Tersangka justru terarah pada Richard Eberling, mantan pembersih jendela yang kemudian dihukum karena membunuh seorang wanita tua yang tidak berhubungan dengan kasus tersebut. Eberling tidak berbulu lebat, tetapi diketahui memakai rambut palsu.
Kasus ini sangat penting dalam peningkatan penggunaan sampel DNA yang tersimpan untuk memecahkan pembunuhan yang telah lama terjadi.
Misteri Evita
Beberapa orang terkenal menjadi lebih terkenal setelah meninggal. Hal ini terjadi pada Eva Peron atau Evita Peron, wanita pertama Argentina yang ikonik, yang meninggal karena kanker pada tahun 1952 di usia 33 tahun.
Jasad Peron yang sudah dibalsem dengan rapi itu dirontgen, kemudian disembunyikan dan dipindahkan selama 20 tahun sebagai bagian dari pertempuran politik yang kontroversial. Setelah bertahun-tahun di Italia, tubuhnya digali dan dibawa kembali ke Argentina. Jasad tersebut akhirnya terbaring di bawah tiga lempeng baja di Buenos Aires.
Penguburan itu masih menimbulkan pertanyaan mengenai Evita. Pada tahun 2012, seorang ahli bedah saraf dan ahli lainnya menerbitkan sebuah laporan. Laporan tersebut berdasarkan pada foto-foto rontgen tua yang menunjukkan bahwa Peron mungkin telah dilobotomi sebelum kematiannya.
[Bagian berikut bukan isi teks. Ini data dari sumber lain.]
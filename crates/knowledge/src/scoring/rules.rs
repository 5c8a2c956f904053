//! Individual confidence rules.
//!
//! Each rule is a pure function of the question, its evidence and the
//! synthesized answer, returning a signed delta (0 when it does not apply).

use crate::text;
use crate::types::{MatchResult, SynthesisMode, SynthesizedAnswer};
use std::collections::BTreeSet;

/// Everything a rule may look at.
#[derive(Debug, Clone, Copy)]
pub struct ScoringInput<'a> {
    pub question: &'a str,
    pub evidence: &'a MatchResult,
    pub answer: &'a SynthesizedAnswer,
}

/// A named adjustment to the base confidence.
pub trait ScoringRule: Send + Sync {
    fn name(&self) -> &'static str;

    fn delta(&self, input: &ScoringInput<'_>) -> i32;
}

/// Bonus when a domain keyword appears in both question and answer.
#[derive(Debug, Clone)]
pub struct DomainKeywordRule {
    pub keywords: Vec<String>,
    pub bonus: i32,
}

impl ScoringRule for DomainKeywordRule {
    fn name(&self) -> &'static str {
        "domain_keyword_match"
    }

    fn delta(&self, input: &ScoringInput<'_>) -> i32 {
        let matched = self.keywords.iter().any(|kw| {
            text::contains_term(input.question, kw) && text::contains_term(&input.answer.answer_text, kw)
        });
        if matched {
            self.bonus
        } else {
            0
        }
    }
}

/// Penalty for answers shorter than a character threshold.
#[derive(Debug, Clone)]
pub struct ShortAnswerRule {
    pub min_chars: usize,
    pub penalty: i32,
}

impl ScoringRule for ShortAnswerRule {
    fn name(&self) -> &'static str {
        "short_answer"
    }

    fn delta(&self, input: &ScoringInput<'_>) -> i32 {
        if input.answer.answer_text.trim().chars().count() < self.min_chars {
            self.penalty
        } else {
            0
        }
    }
}

/// Penalty when the two best candidates are too close to call.
#[derive(Debug, Clone)]
pub struct AmbiguityRule {
    pub margin: f64,
    pub penalty: i32,
}

impl ScoringRule for AmbiguityRule {
    fn name(&self) -> &'static str {
        "ambiguous_top_match"
    }

    fn delta(&self, input: &ScoringInput<'_>) -> i32 {
        match input.evidence.candidates.as_slice() {
            [first, second, ..] if first.similarity - second.similarity <= self.margin => self.penalty,
            _ => 0,
        }
    }
}

/// Bonus when the answer reuses enough of the question's significant terms.
#[derive(Debug, Clone)]
pub struct TermOverlapRule {
    /// Terms must be longer than this many characters
    pub min_term_chars: usize,
    pub min_shared: usize,
    pub bonus: i32,
}

impl ScoringRule for TermOverlapRule {
    fn name(&self) -> &'static str {
        "term_overlap"
    }

    fn delta(&self, input: &ScoringInput<'_>) -> i32 {
        let answer_terms: BTreeSet<String> = text::tokenize(&input.answer.answer_text)
            .into_iter()
            .collect();
        let shared = text::tokenize(input.question)
            .into_iter()
            .filter(|t| t.chars().count() > self.min_term_chars && !text::is_stop_word(t))
            .collect::<BTreeSet<_>>()
            .intersection(&answer_terms)
            .count();

        if shared >= self.min_shared {
            self.bonus
        } else {
            0
        }
    }
}

/// Penalty when synthesis fell back to verbatim evidence after a failure.
#[derive(Debug, Clone)]
pub struct DegradedSynthesisRule {
    pub penalty: i32,
}

impl ScoringRule for DegradedSynthesisRule {
    fn name(&self) -> &'static str {
        "degraded_synthesis"
    }

    fn delta(&self, input: &ScoringInput<'_>) -> i32 {
        if input.answer.mode == SynthesisMode::Degraded {
            self.penalty
        } else {
            0
        }
    }
}
//! LLM provider factory.
//!
//! Resolves a provider name into a shared client. `none` resolves to no client,
//! which keeps answer synthesis purely extractive.

use crate::client::LlmClient;
use crate::providers::{OllamaClient, OpenAiClient};
use crate::types::ProviderType;
use autofill_core::{AppError, AppResult};
use std::sync::Arc;
use std::time::Duration;

/// Default HTTP timeout applied when the provider config does not set one.
const DEFAULT_HTTP_TIMEOUT_SECS: u64 = 60;

/// Create an LLM client based on the provider name.
///
/// # Arguments
/// * `provider` - Provider identifier ("none", "ollama", "openai")
/// * `endpoint` - Optional custom endpoint URL
/// * `api_key` - API key, required for OpenAI
/// * `timeout_secs` - Optional HTTP timeout
///
/// # Errors
/// Returns `AppError::Config` if the provider is unknown or a required secret is missing.
pub fn create_client(
    provider: &str,
    endpoint: Option<&str>,
    api_key: Option<&str>,
    timeout_secs: Option<u64>,
) -> AppResult<Option<Arc<dyn LlmClient>>> {
    let provider_type = ProviderType::parse(provider)
        .ok_or_else(|| AppError::Config(format!("Unknown provider: {}", provider)))?;
    let timeout = Duration::from_secs(timeout_secs.unwrap_or(DEFAULT_HTTP_TIMEOUT_SECS));

    match provider_type {
        ProviderType::None => Ok(None),
        ProviderType::Ollama => {
            let base_url = endpoint.unwrap_or(crate::providers::ollama::DEFAULT_BASE_URL);
            let client = OllamaClient::with_base_url(base_url).with_timeout(timeout)?;
            Ok(Some(Arc::new(client)))
        }
        ProviderType::OpenAI => {
            let api_key = api_key.ok_or_else(|| {
                AppError::Config("OpenAI provider requires API key".to_string())
            })?;
            let base_url = endpoint.unwrap_or(crate::providers::openai::DEFAULT_BASE_URL);
            let client = OpenAiClient::new(base_url, api_key).with_timeout(timeout)?;
            Ok(Some(Arc::new(client)))
        }
    }
}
Lobotomi, yang memotong koneksi ke korteks prefrontal otak, terkadang dilakukan untuk mengobati gangguan jiwa atau mengatasi penderitaan ekstrim bagi orang yang sekarat. Satu-satunya cara untuk mengetahui dengan pasti apakah Peron dilobotomi adalah dengan membujuknya. Sayangnya, hal itu tidak akan pernah bisa terjadi.
Gorila dalam Kabut
Uji forensik lebih dari sekedar pengungkap kasus kriminal, tetapi juga digunakan sebagai sumber pembelajaran mengenai alam.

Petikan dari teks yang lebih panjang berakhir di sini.